In 13 games for St. Louis, he recorded a 5.93 ERA with 18 hits and 8 strikeouts in 13 2/3 innings pitched. Following the season on October 30, Barnes was removed from the 40–man roster and sent outright to Triple–A Memphis. However, Barnes subsequently rejected the assignment and elected free agency.

===Washington Nationals===
On February 16, 2024, Barnes signed a minor league contract with the Washington Nationals. After seven scoreless appearances for the Triple–A Rochester Red Wings, Barnes was added to Washington's major league roster on April 23. In 63 appearances for Washington, Barnes compiled an 8–3 record and 4.36 ERA with 55 strikeouts across 66 innings pitched.

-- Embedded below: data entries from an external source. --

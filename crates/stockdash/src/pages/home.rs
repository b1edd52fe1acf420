use super::StockDash;
use crate::tickers::DEFAULT_TICKERS;
use crate::view::PageView;

/// Feature list shown on the home page
pub const FEATURES: &[(&str, &str)] = &[
    ("Visualization", "Explore raw stock data with terminal charts."),
    ("Decomposition", "Trend plus seasonality forecasting with changepoints."),
    ("Neural", "Neural network based time-series forecasting."),
    ("Market News", "Get up-to-date news on your desired stock."),
    ("Personal Dashboard", "Compare your preferred stocks."),
];

const TICKER_COLUMNS: usize = 10;

impl StockDash {
    /// Welcome page
    pub fn home(&self) -> PageView {
        let mut page = PageView::new("Welcome to the Stock Prediction App");
        page.text(
            "This app lets you predict stock prices using two models: \
             a decomposition model and a neural network model.",
        );
        page.heading("Features");
        page.table(
            vec!["Feature".to_string(), "Description".to_string()],
            FEATURES
                .iter()
                .map(|(name, desc)| vec![(*name).to_string(), (*desc).to_string()])
                .collect(),
        );
        page.text(format!(
            "Default forecast model: {}. News sources: {}.",
            self.config.default_model,
            self.news_sources()
                .iter()
                .map(ToString::to_string)
                .collect::<Vec<_>>()
                .join(", ")
        ));
        page
    }

    /// The ticker universe offered by every selector
    pub fn tickers(&self) -> PageView {
        let mut page = PageView::new("Tickers");
        let rows = DEFAULT_TICKERS
            .chunks(TICKER_COLUMNS)
            .map(|chunk| {
                let mut row: Vec<String> = chunk.iter().map(|t| (*t).to_string()).collect();
                row.resize(TICKER_COLUMNS, String::new());
                row
            })
            .collect();
        page.table(vec![String::new(); TICKER_COLUMNS], rows);
        page.text(format!(
            "{} tickers. Any other valid symbol is accepted too.",
            DEFAULT_TICKERS.len()
        ));
        page
    }
}

#[cfg(test)]
mod tests {
    use super::super::testing::*;
    use crate::view::Section;

    #[test]
    fn test_home_lists_features() {
        let page = app(provider_with(1), Vec::new()).home();
        assert!(!page.has_warning());
        let rows = page
            .sections
            .iter()
            .find_map(|s| match s {
                Section::Table { rows, .. } => Some(rows.len()),
                _ => None,
            })
            .unwrap();
        assert_eq!(rows, super::FEATURES.len());
    }

    #[test]
    fn test_tickers_page_covers_universe() {
        let page = app(provider_with(1), Vec::new()).tickers();
        let cells: usize = page
            .sections
            .iter()
            .filter_map(|s| match s {
                Section::Table { rows, .. } => Some(
                    rows.iter()
                        .flatten()
                        .filter(|c| !c.is_empty())
                        .count(),
                ),
                _ => None,
            })
            .sum();
        assert_eq!(cells, crate::tickers::DEFAULT_TICKERS.len());
    }
}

===Toronto Blue Jays (second stint)===
On February 17, 2025, Barnes signed a minor league contract with the Toronto Blue Jays. On March 27, the Blue Jays selected Barnes' contract after he made the team's Opening Day roster. In six appearances for Toronto, he struggled to an 0–1 record and 9.00 ERA with five strikeouts over eight innings of work. Barnes was designated for assignment following the promotion of Paxton Schultz on April 20. He elected free agency after clearing waivers on April 22. On April 26, Barnes re-signed with the Blue Jays on a minor league contract. In 22 appearances for the Triple-A Buffalo Bisons, he pitched to a 2–1 record and 6.84 ERA with 20 strikeouts and one save over 25 innings of work. Barnes was released by the Blue Jays organization on August 1.

===Algodoneros de Unión Laguna===
On May 1, 2026, Barnes signed with the Algodoneros de Unión Laguna of the Mexican League.

==Personal life==
Barnes is married to his wife, Sophia, and the couple has two children: Lily and Maisy. Maisy was born on May 13, 2016. Lily Isabella was born on July 29, 2022.